I wonder what it would be like to wake up and realize 6 months or a year or longer had passed.
Also, would this mean you don’t “age” during that time - if your body is not growing cells, this would mean you aren’t technically getting older, right?
The concept actually sounds very good - I mean, assuming you had a serious illness, they could put you into hibernation until they could figure what to do.
Would you be willing to make like a bear and hibernate?
I am obviously making the assumption in this post that my body slowed by “hibernation” would slow my aging, say 1 year of hibernation = 2 months or so of aging … I have absolutely no basis for that whatsoever.
But if it worked that way, depending on my personal situation, in abstract I’d like to do it at the end of my life … say 84 and s-l-o-w it all down to down to make it to 100.

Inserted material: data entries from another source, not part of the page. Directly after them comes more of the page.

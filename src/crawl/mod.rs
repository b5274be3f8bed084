// src/crawl/mod.rs
// =============================================================================
// This module handles website crawling.
//
// Features:
// - Depth-first traversal from the seed page, bounded by max_depth
// - Each distinct link is checked once per run, no matter how many pages
//   point to it
// - Only internal pages (same scheme + host as the seed) are descended into
// - Exclusion patterns applied to raw hrefs before anything else
//
// Submodules:
// - resolver: URL resolution, exclusion, internal/external classification
// - crawler: the traversal state machine
// =============================================================================

mod crawler;
mod resolver;

pub use crawler::Crawler;
// src/config/mod.rs
// =============================================================================
// The run configuration.
//
// The config lives in a JSON file (camelCase keys, e.g. "startUrl") and is
// loaded + validated exactly once before crawling starts. After that the
// crawler only ever borrows it.
//
// Example config/config.json:
//   {
//     "startUrl": "https://example.com",
//     "maxDepth": 2,
//     "excludePatterns": ["mailto:", "tel:", "#"]
//   }
// Every key except "startUrl" has a default.
// =============================================================================

use serde::{Deserialize, Serialize};
use std::path::{Path, PathBuf};
use std::time::Duration;
use thiserror::Error;
use url::Url;

#[derive(Debug, Error)]
pub enum ConfigError {
    #[error("config IO error: {0}")]
    Io(#[from] std::io::Error),

    #[error("config parse error: {0}")]
    Json(#[from] serde_json::Error),

    #[error("config invalid: {0}")]
    Invalid(String),
}

#[derive(Debug, Clone, PartialEq, Serialize, Deserialize)]
#[serde(rename_all = "camelCase")]
pub struct Config {
    /// Seed address the crawl starts from
    pub start_url: String,

    /// Maximum number of link hops from the seed page (0 = seed page only)
    #[serde(default = "default_max_depth")]
    pub max_depth: usize,

    /// Per-request timeout in milliseconds
    #[serde(default = "default_timeout")]
    pub timeout: u64,

    #[serde(default = "default_true")]
    pub follow_redirects: bool,

    #[serde(default)]
    pub check_external_links: bool,

    #[serde(default = "default_user_agent")]
    pub user_agent: String,

    /// Plain substrings, matched case-sensitively against raw hrefs
    #[serde(default = "default_exclude_patterns")]
    pub exclude_patterns: Vec<String>,

    #[serde(default = "default_output_file")]
    pub output_file: PathBuf,

    #[serde(default = "default_retry_count")]
    pub retry_count: u32,

    /// Fixed wait between attempts, in milliseconds
    #[serde(default = "default_retry_delay")]
    pub retry_delay: u64,
}

fn default_max_depth() -> usize {
    2
}

fn default_timeout() -> u64 {
    10_000
}

fn default_true() -> bool {
    true
}

fn default_user_agent() -> String {
    "BrokenLinksCrawler/1.0".to_string()
}

fn default_exclude_patterns() -> Vec<String> {
    ["mailto:", "tel:", "javascript:", "#"]
        .iter()
        .map(|p| p.to_string())
        .collect()
}

fn default_output_file() -> PathBuf {
    PathBuf::from("reports/crawl-report.html")
}

fn default_retry_count() -> u32 {
    2
}

fn default_retry_delay() -> u64 {
    1_000
}

impl Config {
    /// A config with every default filled in, crawling from `start_url`.
    pub fn new(start_url: impl Into<String>) -> Self {
        Self {
            start_url: start_url.into(),
            max_depth: default_max_depth(),
            timeout: default_timeout(),
            follow_redirects: default_true(),
            check_external_links: false,
            user_agent: default_user_agent(),
            exclude_patterns: default_exclude_patterns(),
            output_file: default_output_file(),
            retry_count: default_retry_count(),
            retry_delay: default_retry_delay(),
        }
    }

    /// Reads and parses a JSON config file. Does not validate.
    pub fn load(path: &Path) -> Result<Self, ConfigError> {
        let text = std::fs::read_to_string(path)?;
        Self::from_json(&text)
    }

    pub fn from_json(text: &str) -> Result<Self, ConfigError> {
        Ok(serde_json::from_str(text)?)
    }

    /// Checks the things the type system can't: the seed must be an
    /// absolute http(s) URL with a host.
    pub fn validate(&self) -> Result<(), ConfigError> {
        let url = Url::parse(&self.start_url).map_err(|e| {
            ConfigError::Invalid(format!("startUrl '{}' is not a URL: {}", self.start_url, e))
        })?;

        if url.scheme() != "http" && url.scheme() != "https" {
            return Err(ConfigError::Invalid(format!(
                "startUrl must use http or https, got '{}'",
                url.scheme()
            )));
        }

        if url.host_str().is_none() {
            return Err(ConfigError::Invalid(format!(
                "startUrl '{}' has no host",
                self.start_url
            )));
        }

        if self.user_agent.trim().is_empty() {
            return Err(ConfigError::Invalid("userAgent must not be empty".to_string()));
        }

        Ok(())
    }

    pub fn timeout(&self) -> Duration {
        Duration::from_millis(self.timeout)
    }

    pub fn retry_delay(&self) -> Duration {
        Duration::from_millis(self.retry_delay)
    }
}
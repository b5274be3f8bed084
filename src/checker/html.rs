// src/checker/html.rs
// =============================================================================
// This module pulls raw anchor targets out of an HTML page.
//
// We use the `scraper` crate which:
// - Parses HTML into a DOM (Document Object Model)
// - Supports CSS selectors for finding elements
// - Is built on html5ever (Mozilla's HTML parser)
//
// Nothing is resolved or filtered here except empty hrefs: the crawler
// needs the raw text so exclusion patterns see exactly what the page says.
// Only statically present anchors are found; scripts are never run.
// =============================================================================

use scraper::{Html, Selector};

// Extracts every non-empty <a href="..."> value, in document order
//
// Example:
//   html   = "<a href='/docs'>Docs</a><a href=''>x</a><a>no href</a>"
//   result = ["/docs"]
pub fn extract_anchors(html: &str) -> Vec<String> {
    let document = Html::parse_document(html);

    // "a[href]" is a constant selector, parsing it cannot fail
    let selector = Selector::parse("a[href]").unwrap();

    document
        .select(&selector)
        .filter_map(|element| element.value().attr("href"))
        .filter(|href| !href.is_empty())
        .map(|href| href.to_string())
        .collect()
}
// src/cli.rs
// =============================================================================
// This file defines our command-line interface using the `clap` crate.
//
// We use the "derive" API which lets us define the CLI structure using
// Rust structs and attributes (the #[...] things).
//
// Most settings live in the JSON config file; the flags here only override
// the handful you typically want to change per run.
// =============================================================================

use crate::config::Config;
use clap::{Args, Parser, Subcommand};
use std::path::PathBuf;

#[derive(Parser, Debug)]
#[command(
    name = "link-crawler",
    version = "0.1.0",
    about = "Crawl a website and report broken links",
    long_about = "link-crawler starts from a seed URL, follows internal links up to a maximum depth, \
                  checks every link it finds and writes an HTML report of working, broken and failed links."
)]
pub struct Cli {
    /// Show debug output (RUST_LOG still wins if set)
    #[arg(long, short, global = true)]
    pub verbose: bool,

    #[command(subcommand)]
    pub command: Commands,
}

#[derive(Subcommand, Debug)]
pub enum Commands {
    /// Crawl a website and check every link
    ///
    /// Example: link-crawler crawl --config config/config.json --max-depth 3
    Crawl {
        #[command(flatten)]
        config: ConfigArgs,

        /// Override the seed URL from the config file
        #[arg(long)]
        start_url: Option<String>,

        /// Override the maximum crawl depth (0 = seed page only)
        #[arg(long)]
        max_depth: Option<usize>,

        /// Override where the HTML report is written
        #[arg(long)]
        output: Option<PathBuf>,

        /// Also check links pointing to other sites
        #[arg(long)]
        check_external: bool,

        /// Print the report as JSON instead of a table
        #[arg(long)]
        json: bool,
    },

    /// Load and validate the config file, then print it
    Validate {
        #[command(flatten)]
        config: ConfigArgs,
    },
}

#[derive(Args, Debug)]
pub struct ConfigArgs {
    /// Path to the JSON config file
    #[arg(long, default_value = "config/config.json")]
    pub config: PathBuf,
}

/// Flags that override values from the config file.
#[derive(Debug, Default)]
pub struct Overrides {
    pub start_url: Option<String>,
    pub max_depth: Option<usize>,
    pub output: Option<PathBuf>,
    pub check_external: bool,
}

impl Overrides {
    pub fn apply(self, config: &mut Config) {
        if let Some(start_url) = self.start_url {
            config.start_url = start_url;
        }
        if let Some(max_depth) = self.max_depth {
            config.max_depth = max_depth;
        }
        if let Some(output) = self.output {
            config.output_file = output;
        }
        // A flag can only turn this on; the config file decides otherwise
        if self.check_external {
            config.check_external_links = true;
        }
    }
}
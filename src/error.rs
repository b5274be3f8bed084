// src/error.rs
// =============================================================================
// Error types shared by the probe and the crawler.
//
// - ProbeError: a transport failure (timeout, refused connection, DNS...).
//   A non-2xx status is NOT an error, it is a normal response.
// - CrawlError: what can stop or reject a crawl step.
// =============================================================================

use thiserror::Error;

#[derive(Error, Debug, Clone, PartialEq, Eq)]
pub enum ProbeError {
    #[error("Request timed out: {0}")]
    Timeout(String),

    #[error("Connection failed: {0}")]
    Connect(String),

    #[error("{0}")]
    Request(String),
}

impl From<reqwest::Error> for ProbeError {
    fn from(error: reqwest::Error) -> Self {
        let message = error.to_string();
        if error.is_timeout() {
            ProbeError::Timeout(message)
        } else if error.is_connect() {
            ProbeError::Connect(message)
        } else {
            ProbeError::Request(message)
        }
    }
}

#[derive(Error, Debug)]
pub enum CrawlError {
    #[error("Invalid URL '{url}': {reason}")]
    InvalidUrl { url: String, reason: String },

    /// A page we needed to extract links from could not be fetched.
    /// The crawl halts; the outcome is already in the report.
    #[error("Failed to fetch page {url}: {source}")]
    PageFetch {
        url: String,
        #[source]
        source: ProbeError,
    },
}

pub type Result<T> = std::result::Result<T, CrawlError>;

My dad used to ‘hibernate’ to save money. Basically, he wouldn’t spend any money unnecessarily. It would be nice if I could hibernate through the winter to save the cost of propane heating.
I can see it now:
“In tonights news, authorities discovered a local area family was found sound asleep for 3 months, and their personal possessions missing.”

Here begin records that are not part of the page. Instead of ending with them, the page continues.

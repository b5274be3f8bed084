// src/crawl/crawler.rs
// =============================================================================
// The crawl itself: walks the site's pages and checks every link it finds.
//
// How it works:
// 1. Fetch the seed page (depth 0) and extract its anchors
// 2. For each anchor, in document order:
//    - skip it if it matches an exclusion pattern
//    - resolve it to an absolute URL (skip if it doesn't resolve)
//    - skip it if that URL was already checked during this run
//    - check it (internal links always, external ones only if configured)
//    - if it's internal, descend into it (depth + 1) BEFORE moving on
// 3. Stop descending once depth would exceed max_depth
//
// The descent order is depth-first. Instead of recursing, we keep an
// explicit stack of "pages in progress", each holding the anchors it still
// has to go through. A very deep site can't overflow the call stack.
//
// Termination: a page is only fetched if it was never seen, or was only
// seen deeper than now, and depth never exceeds max_depth. Cycles end.
//
// If a page fetch fails (transport error, after retries) the failure is
// recorded and the whole crawl stops with CrawlError::PageFetch. Whatever
// was recorded up to that point is still in the Aggregator.
// =============================================================================

use crate::checker::{extract_anchors, Probe};
use crate::config::Config;
use crate::crawl::resolver::LinkResolver;
use crate::error::{CrawlError, Result};
use crate::report::{Aggregator, DurationBand, Report, ROOT_SOURCE};
use std::collections::{HashMap, HashSet};
use std::time::Instant;
use tracing::{debug, error, info, warn};

// A page whose anchors we're still working through
#[derive(Debug)]
struct Frame {
    page: String,
    depth: usize,
    anchors: std::vec::IntoIter<String>,
}

pub struct Crawler<P: Probe> {
    config: Config,
    probe: P,
    resolver: LinkResolver,
    aggregator: Aggregator,
    /// Page URL -> smallest depth it was scheduled at
    visited: HashMap<String, usize>,
    /// URLs that already got their one status check
    checked: HashSet<String>,
}

impl<P: Probe> Crawler<P> {
    pub fn new(config: Config, probe: P, aggregator: Aggregator) -> Result<Self> {
        let resolver = LinkResolver::new(&config)?;

        Ok(Self {
            config,
            probe,
            resolver,
            aggregator,
            visited: HashMap::new(),
            checked: HashSet::new(),
        })
    }

    /// Crawls from the seed and returns everything that was recorded.
    pub async fn run(&mut self) -> Result<Report> {
        // Use the parsed form so "https://x.test" and a back-link to
        // "https://x.test/" are the same page.
        let seed = self.resolver.seed().to_string();
        info!(url = %seed, max_depth = self.config.max_depth, "Starting crawl");

        let mut stack: Vec<Frame> = Vec::new();
        if let Some(frame) = self.enter(&seed, 0).await? {
            stack.push(frame);
        }

        while let Some(frame) = stack.last_mut() {
            let Some(raw) = frame.anchors.next() else {
                stack.pop();
                continue;
            };
            let page = frame.page.clone();
            let depth = frame.depth;

            if let Some(internal) = self.process_link(&raw, &page).await? {
                if let Some(child) = self.enter(&internal, depth + 1).await? {
                    stack.push(child);
                }
            }
        }

        info!(pages = self.visited.len(), links = self.checked.len(), "Crawl complete");
        Ok(self.aggregator.snapshot())
    }

    /// Number of pages scheduled for fetching so far
    pub fn pages_visited(&self) -> usize {
        self.visited.len()
    }

    // Decides whether to fetch `address` at `depth`, and fetches it
    //
    // Returns:
    //   Ok(Some(frame)) - page fetched, its anchors are ready to process
    //   Ok(None)        - pruned (too deep, or already seen at this depth or shallower)
    //   Err(PageFetch)  - the fetch failed; the failure is already recorded
    async fn enter(&mut self, address: &str, depth: usize) -> Result<Option<Frame>> {
        if let Some(&seen_at) = self.visited.get(address) {
            if depth >= seen_at {
                return Ok(None);
            }
        }
        if depth > self.config.max_depth {
            return Ok(None);
        }

        self.visited.insert(address.to_string(), depth);
        info!(depth, url = %address, "Crawling");

        let start = Instant::now();
        match self.probe.fetch_page(address).await {
            Ok(response) => {
                let body = response.body.unwrap_or_default();
                let anchors = extract_anchors(&body);
                debug!(url = %address, status = response.status, anchors = anchors.len(), "Page fetched");

                Ok(Some(Frame {
                    page: address.to_string(),
                    depth,
                    anchors: anchors.into_iter(),
                }))
            }
            Err(e) => {
                let duration_ms = elapsed_ms(start);
                let message = e.to_string();
                error!(url = %address, error = %message, duration_ms, "Page fetch failed, stopping crawl");
                self.aggregator
                    .record_failed(address, &message, ROOT_SOURCE, duration_ms);

                Err(CrawlError::PageFetch {
                    url: address.to_string(),
                    source: e,
                })
            }
        }
    }

    // Classifies one raw anchor found on `page` and checks it if needed
    //
    // Returns the absolute URL when it's internal (so the caller descends
    // into it), None otherwise.
    async fn process_link(&mut self, raw: &str, page: &str) -> Result<Option<String>> {
        if self.resolver.should_exclude(raw) {
            debug!(link = %raw, "Excluded");
            return Ok(None);
        }

        let Some(address) = self.resolver.normalize(raw, page) else {
            debug!(link = %raw, page = %page, "Unresolvable link skipped");
            return Ok(None);
        };

        // insert() is false if it was already there
        if !self.checked.insert(address.clone()) {
            return Ok(None);
        }

        let internal = self.resolver.is_internal(&address)?;

        if internal || self.config.check_external_links {
            self.check_link(&address, page).await;
        } else {
            debug!(url = %address, "External link not checked");
        }

        Ok(internal.then_some(address))
    }

    // Status-checks one link and records the outcome
    //
    // Only the check itself is timed.
    async fn check_link(&self, address: &str, source: &str) {
        let start = Instant::now();
        let result = self.probe.check_link(address).await;
        let duration_ms = elapsed_ms(start);
        let band = DurationBand::from_ms(duration_ms);

        match result {
            Ok(response) if response.status >= 400 => {
                warn!(url = %address, status = response.status, source = %source, duration_ms, ?band, "BROKEN");
                self.aggregator
                    .record_broken(address, response.status, source, duration_ms);
            }
            Ok(response) => {
                info!(url = %address, status = response.status, duration_ms, ?band, "OK");
                self.aggregator
                    .record_ok(address, response.status, source, duration_ms);
            }
            Err(e) => {
                let message = e.to_string();
                warn!(url = %address, error = %message, source = %source, duration_ms, ?band, "FAILED");
                self.aggregator
                    .record_failed(address, &message, source, duration_ms);
            }
        }
    }
}

fn elapsed_ms(start: Instant) -> u64 {
    u64::try_from(start.elapsed().as_millis()).unwrap_or(u64::MAX)
}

Lets not allow this get into the wrong hands, ok? :eek:
I think that they used to put people in “suspended animation” for months at a time to make them lose weight. One of my college professors said something about the singer Caruso doing this. Has anyone else heard this?
Well if a bear loses all that weight then it’s still metabolizing, right? I always wondered how their kidneys stayed functional. I’m totally lost. Wake me up when dumb people run the earth.
This was in Valley of the Dolls – they called it the Sleep Cure, I think, and it was used (in the book, I don’t know about real life) both for dieting and for drug rehab. Just for a week, not for a month, and it was sodium pentathol or something, not suspended animation.